Даниэль почесал в затылке, потоптался у порога и наконец решился. Запустил руку в нагрудный карман, нащупав сухую бумагу конверта, который хранил память о самой глубокой из когда-либо нанесенных ран. В конце концов, чтобы подарить свободу, нужно обрести ее самому.
* * *
«Фургончик» был подозрительно пуст, будто мир за порогом перестал существовать. Ни одна живая душа не могла помешать или помочь Сольвейг. В ее голове роились сомнения и страхи, сонмы голосов, лиц и личин. Чтобы унять круговерть, она потянулась было к колоде, но внимание привлекла иная карта. Кнопка, что держала ее, отвалилась, и старинная карта мира с тихим шелестом упала на пол.

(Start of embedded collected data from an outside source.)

mod requests;
mod responses;

pub use requests::*;
pub use responses::*;
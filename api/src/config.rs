use serde::Deserialize;
use std::net::{IpAddr, Ipv4Addr, SocketAddr};
use thiserror::Error;
use tracing::debug;

#[derive(Debug, Error)]
pub enum ConfigError {
    #[error("Error parsing .env file: {0}")]
    Dotenv(#[from] dotenvy::Error),
    #[error("Error parsing environment: {0}")]
    Envy(#[from] envy::Error),
}

/// Server settings read from `HOST` and `PORT`.
#[derive(Clone, Debug, PartialEq, Eq, Deserialize)]
pub struct Config {
    #[serde(default = "default_host")]
    pub host: IpAddr,
    #[serde(default = "default_port")]
    pub port: u16,
}

fn default_host() -> IpAddr {
    IpAddr::V4(Ipv4Addr::UNSPECIFIED)
}

fn default_port() -> u16 {
    3001
}

impl Config {
    /// Loads `.env` if there is one, then reads the process environment.
    pub fn from_env() -> Result<Self, ConfigError> {
        if let Err(e) = dotenvy::dotenv() {
            if e.not_found() {
                debug!("No .env file found");
            } else {
                return Err(e.into());
            }
        }

        Self::from_vars(std::env::vars())
    }

    pub fn from_vars<I>(vars: I) -> Result<Self, ConfigError>
    where
        I: IntoIterator<Item = (String, String)>,
    {
        envy::from_iter(vars).map_err(ConfigError::from)
    }

    pub fn addr(&self) -> SocketAddr {
        SocketAddr::new(self.host, self.port)
    }
}

#[cfg(test)]
mod tests {
    use super::*;

    #[test]
    fn defaults_when_unset() {
        let config = Config::from_vars(Vec::new()).unwrap();
        assert_eq!(config.addr(), "0.0.0.0:3001".parse::<SocketAddr>().unwrap());
    }

    #[test]
    fn reads_host_and_port() {
        let config = Config::from_vars(vec![
            ("HOST".to_owned(), "127.0.0.1".to_owned()),
            ("PORT".to_owned(), "8080".to_owned()),
        ])
        .unwrap();
        assert_eq!(config.addr(), "127.0.0.1:8080".parse::<SocketAddr>().unwrap());
    }

    #[test]
    fn rejects_bad_port() {
        let result = Config::from_vars(vec![("PORT".to_owned(), "nope".to_owned())]);
        assert!(matches!(result, Err(ConfigError::Envy(_))));
    }
}
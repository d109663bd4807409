mod post;
mod user;

pub use post::{Comment, CommentId, Post, PostId};
pub use user::{User, UserId};
//! Literal forms of scalars and strings.

use std::fmt::{Display, LowerExp, Write};

/// Floats switch to exponent form outside of `1e-4 <= |x| < 1e6`.
const MIN_EXP: i32 = -4;
const MAX_EXP: i32 = 6;

pub(crate) fn format_float32(x: f32) -> String {
    let mut out = String::new();
    write_float(&mut out, x, x.is_nan(), x.is_infinite(), false);
    out
}

pub(crate) fn format_float64(x: f64) -> String {
    let mut out = String::new();
    write_float(&mut out, x, x.is_nan(), x.is_infinite(), false);
    out
}

pub(crate) fn format_complex64(re: f32, im: f32) -> String {
    let mut out = String::from("(");
    write_float(&mut out, re, re.is_nan(), re.is_infinite(), false);
    write_float(&mut out, im, im.is_nan(), im.is_infinite(), true);
    out.push_str("i)");
    out
}

pub(crate) fn format_complex128(re: f64, im: f64) -> String {
    let mut out = String::from("(");
    write_float(&mut out, re, re.is_nan(), re.is_infinite(), false);
    write_float(&mut out, im, im.is_nan(), im.is_infinite(), true);
    out.push_str("i)");
    out
}

/// Write the shortest decimal that parses back to `x`. If `plus`, always write a sign.
fn write_float<F>(out: &mut String, x: F, is_nan: bool, is_infinite: bool, plus: bool)
where
    F: Display + LowerExp + PartialOrd + Default,
{
    if is_nan {
        out.push_str(if plus { "+NaN" } else { "NaN" });
        return;
    }
    if is_infinite {
        out.push_str(if x > F::default() { "+Inf" } else { "-Inf" });
        return;
    }

    // `{:e}` gives the shortest round-trip digits, as `d.ddde<exp>`.
    let sci = format!("{:e}", x);
    let (mantissa, exp) = match sci.split_once('e') {
        Some((mantissa, exp)) => (mantissa, exp.parse::<i32>().unwrap_or(0)),
        None => (sci.as_str(), 0),
    };
    if plus && !mantissa.starts_with('-') {
        out.push('+');
    }
    if exp < MIN_EXP || exp >= MAX_EXP {
        let sign = if exp < 0 { '-' } else { '+' };
        let _ = write!(out, "{}e{}{:02}", mantissa, sign, exp.abs());
    } else {
        let _ = write!(out, "{}", x);
    }
}

/// Surround `s` in double quotes, escaping quotes, backslashes, and non-printable characters.
pub(crate) fn quote(s: &str) -> String {
    let mut out = String::with_capacity(s.len() + 2);
    out.push('"');
    for ch in s.chars() {
        match ch {
            '"' => out.push_str("\\\""),
            '\\' => out.push_str("\\\\"),
            '\u{07}' => out.push_str("\\a"),
            '\u{08}' => out.push_str("\\b"),
            '\u{0C}' => out.push_str("\\f"),
            '\n' => out.push_str("\\n"),
            '\r' => out.push_str("\\r"),
            '\t' => out.push_str("\\t"),
            '\u{0B}' => out.push_str("\\v"),
            ch if is_printable(ch) => out.push(ch),
            ch if (ch as u32) < 0x80 => {
                let _ = write!(out, "\\x{:02x}", ch as u32);
            }
            ch if (ch as u32) < 0x10000 => {
                let _ = write!(out, "\\u{:04x}", ch as u32);
            }
            ch => {
                let _ = write!(out, "\\U{:08x}", ch as u32);
            }
        }
    }
    out.push('"');
    out
}

fn is_printable(ch: char) -> bool {
    if ch == ' ' {
        return true;
    }
    if ch.is_control() || ch.is_whitespace() {
        return false;
    }
    !(is_format(ch) || is_private_use(ch) || is_noncharacter(ch))
}

/// General category Cf: invisible characters that only affect layout.
fn is_format(ch: char) -> bool {
    matches!(
        ch,
        '\u{AD}'
            | '\u{600}'..='\u{605}'
            | '\u{61C}'
            | '\u{6DD}'
            | '\u{70F}'
            | '\u{890}'..='\u{891}'
            | '\u{8E2}'
            | '\u{180E}'
            | '\u{200B}'..='\u{200F}'
            | '\u{202A}'..='\u{202E}'
            | '\u{2060}'..='\u{2064}'
            | '\u{2066}'..='\u{206F}'
            | '\u{FEFF}'
            | '\u{FFF9}'..='\u{FFFB}'
            | '\u{110BD}'
            | '\u{110CD}'
            | '\u{13430}'..='\u{1343F}'
            | '\u{1BCA0}'..='\u{1BCA3}'
            | '\u{1D173}'..='\u{1D17A}'
            | '\u{E0001}'
            | '\u{E0020}'..='\u{E007F}'
    )
}

/// General category Co.
fn is_private_use(ch: char) -> bool {
    matches!(
        ch,
        '\u{E000}'..='\u{F8FF}' | '\u{F0000}'..='\u{FFFFD}' | '\u{100000}'..='\u{10FFFD}'
    )
}

/// Code points that are permanently unassigned (part of category Cn).
fn is_noncharacter(ch: char) -> bool {
    let code = ch as u32;
    (0xFDD0..=0xFDEF).contains(&code) || code & 0xFFFE == 0xFFFE
}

Сольвейг подошла ближе и, набрав в грудь побольше воздуха, подняла ее кончиками пальцев. В тот же миг во все стороны полетели сверкающие голубые светлячки. Они осели на коже и волосах, захватили все пространство вокруг, наполнив его нежным светом. Чужая заветная мечта без труда проникла в душу. Сольвейг услышала зов приключений: рев диких животных, клич затерянных в лесах Амазонки племен, гул водопадов, треск костров, птичий свист. По спине побежали мурашки, в солнечном сплетении зажегся собственный огонек. Сольвейг ощущала себя рыбой, насаженной на стальной крючок, – неведомая сила тянула ее наверх, за собой. Быстрее, скорее, поторопись!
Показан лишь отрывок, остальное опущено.